-------- Dataset records --------

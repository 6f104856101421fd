//! Pool header: owns the global queue, the slot array, and the `active_threads`
//! counter; implements the resume/suspend wake protocol and drives worker
//! spawn/join.
#![expect(unsafe_code, reason = "raw slot/worker pointer publication")]

use alloc::boxed::Box;
use core::ptr::NonNull;
use core::sync::atomic::{AtomicUsize as StdAtomicUsize, Ordering as StdOrdering};
use std::sync::Mutex;
use std::thread::JoinHandle;

use skein_os::sync::atomic::Ordering;
use skein_os::thread::available_parallelism;

use crate::global_queue::GlobalQueue;
use crate::slot::{IdleQueue, PopOutcome, SlotState, Slots, IS_NOTIFIED, IS_SHUTDOWN, IS_WAKING};
use crate::task::Batch;
use crate::worker::{self, Thread};

/// Cap on the number of worker slots a pool may configure; a pool created with
/// `max_threads > MAX_SLOTS` silently caps at `MAX_SLOTS`.
pub const MAX_SLOTS: usize = 4096;

/// Configuration for [`crate::run`].
#[derive(Debug, Clone)]
pub struct PoolOptions {
    /// Upper bound on worker threads; defaults to the host's available
    /// parallelism. Always clamped to at least 1 and at most [`MAX_SLOTS`].
    pub max_threads: usize,
    /// Stack size (bytes) for spawned worker threads; `None` uses the platform
    /// default.
    pub stack_size: Option<usize>,
}

impl Default for PoolOptions {
    fn default() -> Self {
        PoolOptions {
            max_threads: available_parallelism().get(),
            stack_size: None,
        }
    }
}

pub(crate) struct Pool {
    queue: GlobalQueue,
    slots: Slots,
    active_threads: StdAtomicUsize,
    handles: Box<[Mutex<Option<JoinHandle<()>>>]>,
    stack_size: Option<usize>,
}

impl Pool {
    pub(crate) fn new(options: &PoolOptions) -> Box<Pool> {
        let max_threads = options.max_threads.clamp(1, MAX_SLOTS);
        Box::new(Pool {
            queue: GlobalQueue::new(),
            slots: Slots::new(max_threads),
            active_threads: StdAtomicUsize::new(0),
            handles: (0..max_threads).map(|_| Mutex::new(None)).collect(),
            stack_size: options.stack_size,
        })
    }

    pub(crate) fn worker_count(&self) -> usize {
        self.slots.len()
    }

    pub(crate) fn global_queue(&self) -> &GlobalQueue {
        &self.queue
    }

    pub(crate) fn is_shutdown(&self) -> bool {
        IdleQueue::flags(self.slots.idle().load(Ordering::Acquire)) & IS_SHUTDOWN != 0
    }

    pub(crate) fn active_threads(&self) -> usize {
        self.active_threads.load(StdOrdering::Acquire)
    }

    /// Returns the `Thread` bound to `slot_index`, if it is currently
    /// `Associated` (live, whether running or parked).
    pub(crate) fn associated_worker(&self, slot_index: usize) -> Option<&Thread> {
        match self.slots.get(slot_index).load(Ordering::Acquire) {
            SlotState::Associated { thread } => {
                // SAFETY: an `Associated` slot's thread pointer is valid for as
                // long as the slot remains `Associated`; we only read fields
                // (`queue`, `ptr`, `idle_next`) the owning worker publishes
                // before it sets this state and clears on exit.
                Some(unsafe { thread.as_ref() })
            }
            _ => None,
        }
    }

    /// External enqueue: always goes to the global queue, then requests a wake.
    pub(crate) fn push_external(&self, batch: Batch) {
        if batch.is_empty() {
            return;
        }
        assert!(!self.is_shutdown(), "schedule observed after pool shutdown");
        self.queue.push(batch);
        self.resume_thread(false);
    }

    /// Publishes a freshly started worker's address into its slot, transitioning
    /// `Spawning -> Associated`. Performed by the new worker itself.
    pub(crate) fn publish_worker(&self, slot_index: usize, thread: NonNull<Thread>) {
        let slot = self.slots.get(slot_index);
        loop {
            let current = slot.load(Ordering::Acquire);
            debug_assert!(
                matches!(current, SlotState::Spawning),
                "worker publication expects its slot to still be Spawning"
            );
            if slot
                .compare_exchange(
                    current,
                    SlotState::Associated { thread },
                    Ordering::AcqRel,
                    Ordering::Relaxed,
                )
                .is_ok()
            {
                return;
            }
        }
    }

    /// Enforces "at most one waker in flight": spawns a worker for a `Free`
    /// slot, wakes an `Associated` (parked) one, or merely records
    /// `IS_NOTIFIED` if the idle stack is empty.
    pub(crate) fn resume_thread(&self, was_waking: bool) {
        loop {
            let word = self.slots.idle().load(Ordering::Acquire);
            let flags = IdleQueue::flags(word);
            if flags & IS_SHUTDOWN != 0 {
                panic!("resume_thread observed shutdown");
            }
            if !was_waking && flags & (IS_WAKING | IS_NOTIFIED) != 0 {
                return; // another waker already in flight
            }

            match self.slots.pop_idle() {
                PopOutcome::Shutdown => panic!("resume_thread observed shutdown"),
                PopOutcome::Empty(observed) => {
                    let new_word = observed | IS_NOTIFIED;
                    if self
                        .slots
                        .idle()
                        .compare_exchange(observed, new_word, Ordering::AcqRel, Ordering::Relaxed)
                        .is_ok()
                    {
                        return;
                    }
                    continue;
                }
                PopOutcome::Popped { index, state } => {
                    self.active_threads.fetch_add(1, StdOrdering::AcqRel);
                    match state {
                        SlotState::Associated { thread } => {
                            // SAFETY: popped from the idle stack, so this worker
                            // is parked (or about to park) and its `Thread` is
                            // alive until it transitions out of `Associated`.
                            let thread = unsafe { thread.as_ref() };
                            thread.wake_with_pool_signal(self as *const Pool as usize);
                        }
                        SlotState::Free { .. } => {
                            self.spawn_worker(index);
                        }
                        _ => unreachable!("idle stack only ever links Free or Associated slots"),
                    }
                    return;
                }
            }
        }
    }

    /// Claims a `Free` slot for the calling OS-thread to run inline as worker 0,
    /// without spawning a new OS thread. Only used once, at `run` startup.
    pub(crate) fn take_inline_worker_slot(&self) -> usize {
        match self.slots.pop_idle() {
            PopOutcome::Popped { index, state: SlotState::Free { .. } } => {
                // Already exclusively ours: we just popped it off the idle stack.
                self.slots.get(index).store(SlotState::Spawning, Ordering::Release);
                self.active_threads.fetch_add(1, StdOrdering::AcqRel);
                index
            }
            _ => unreachable!("a freshly initialized pool's idle stack is all Free slots"),
        }
    }

    fn spawn_worker(&self, slot_index: usize) {
        // Already exclusively ours: `resume_thread` just popped it off the idle
        // stack as `Free`.
        self.slots.get(slot_index).store(SlotState::Spawning, Ordering::Release);

        let pool_ptr = NonNull::from(self);
        let mut builder = std::thread::Builder::new();
        if let Some(size) = self.stack_size {
            builder = builder.stack_size(size);
        }
        let spawned = builder.spawn(move || worker::run_worker(pool_ptr, slot_index));

        match spawned {
            Ok(handle) => {
                *self.handles[slot_index].lock().unwrap_or_else(std::sync::PoisonError::into_inner) =
                    Some(handle);
            }
            Err(_) => {
                // OS-thread spawn failed: undo the accounting and push the slot
                // back onto the idle stack as `Free`.
                self.active_threads.fetch_sub(1, StdOrdering::AcqRel);
                self.slots.get(slot_index).store(SlotState::Free { next: 0 }, Ordering::Release);
                self.slots.push_idle(slot_index, SlotState::Free { next: 0 });
            }
        }
    }

    /// Re-links `thread`'s slot onto the idle stack as `Associated`, clears
    /// `IS_WAKING`, and consumes a pending `IS_NOTIFIED` if present. Returns
    /// whether the caller should actually block.
    pub(crate) fn suspend_thread(&self, thread: &Thread) -> bool {
        self.slots.push_idle(thread.slot_index, SlotState::Associated { thread: NonNull::from(thread) });

        loop {
            let word = self.slots.idle().load(Ordering::Acquire);
            let flags = IdleQueue::flags(word);
            let mut new_flags = flags & !IS_WAKING;
            let was_notified = flags & IS_NOTIFIED != 0;
            if was_notified {
                new_flags &= !IS_NOTIFIED;
            }
            let new_word = IdleQueue::pack(IdleQueue::top(word), IdleQueue::aba(word), new_flags);
            if self
                .slots
                .idle()
                .compare_exchange(word, new_word, Ordering::AcqRel, Ordering::Relaxed)
                .is_err()
            {
                continue;
            }

            if was_notified {
                return false; // don't block, we were notified before parking
            }

            // `active_threads` only counts *running* workers; `resume_thread`
            // re-increments it when this worker is later popped off the idle
            // stack and woken.
            let remaining = self.active_threads.fetch_sub(1, StdOrdering::AcqRel) - 1;
            if remaining == 0 && self.queue.is_empty() {
                self.initiate_shutdown();
            }
            return true;
        }
    }

    fn initiate_shutdown(&self) {
        #[cfg(feature = "tracing")]
        tracing::trace!(worker_count = self.worker_count(), "initiating shutdown");
        self.slots.idle().fetch_or(IS_SHUTDOWN, Ordering::AcqRel);
        for index in 0..self.slots.len() {
            if let SlotState::Associated { thread } = self.slots.get(index).load(Ordering::Acquire) {
                // SAFETY: still `Associated`; the worker either hasn't parked
                // yet (will observe shutdown on its next poll/park cycle) or is
                // parked and waiting on exactly this wake.
                let thread = unsafe { thread.as_ref() };
                thread.ptr.store(0, Ordering::Release);
                thread.notify();
            }
        }
    }

    /// Joins every worker thread that was ever spawned (skipping slots that
    /// never got an OS thread, e.g. the inline worker-0 case).
    pub(crate) fn join_all(&self) {
        for handle_slot in self.handles.iter() {
            let handle = handle_slot.lock().unwrap_or_else(std::sync::PoisonError::into_inner).take();
            if let Some(handle) = handle {
                if handle.join().is_err() && !std::thread::panicking() {
                    panic!("a pool worker thread panicked");
                }
            }
        }
    }
}

impl core::fmt::Debug for Pool {
    fn fmt(&self, f: &mut core::fmt::Formatter<'_>) -> core::fmt::Result {
        f.debug_struct("Pool")
            .field("worker_count", &self.worker_count())
            .field("active_threads", &self.active_threads())
            .field("is_shutdown", &self.is_shutdown())
            .finish()
    }
}

#[cfg(test)]
mod tests {
    use super::*;

    #[test]
    fn fresh_pool_has_no_active_threads_and_is_not_shut_down() {
        let pool = Pool::new(&PoolOptions { max_threads: 4, stack_size: None });
        assert_eq!(pool.active_threads(), 0);
        assert!(!pool.is_shutdown());
        assert_eq!(pool.worker_count(), 4);
    }

    #[test]
    fn max_threads_is_clamped_into_one_and_max_slots() {
        let zero = Pool::new(&PoolOptions { max_threads: 0, stack_size: None });
        assert_eq!(zero.worker_count(), 1);

        let huge = Pool::new(&PoolOptions { max_threads: MAX_SLOTS + 1000, stack_size: None });
        assert_eq!(huge.worker_count(), MAX_SLOTS);
    }

    #[test]
    fn take_inline_worker_slot_claims_one_slot_without_spawning() {
        let pool = Pool::new(&PoolOptions { max_threads: 3, stack_size: None });
        let index = pool.take_inline_worker_slot();
        assert!(index < pool.worker_count());
        assert_eq!(pool.active_threads(), 1);
        assert!(matches!(pool.slots.get(index).load(Ordering::Acquire), SlotState::Spawning));
    }
}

--------

> _What is needed_:
Everything in the material above from the line that has "fn fmt(&self, f: &mut" through the line that has "use super::*;" must be duplicated exactly, with no other lines given.

> _Exercise result_:
    fn fmt(&self, f: &mut core::fmt::Formatter<'_>) -> core::fmt::Result {
        f.debug_struct("Pool")
            .field("worker_count", &self.worker_count())
            .field("active_threads", &self.active_threads())
            .field("is_shutdown", &self.is_shutdown())
            .finish()
    }
}

#[cfg(test)]
mod tests {
    use super::*;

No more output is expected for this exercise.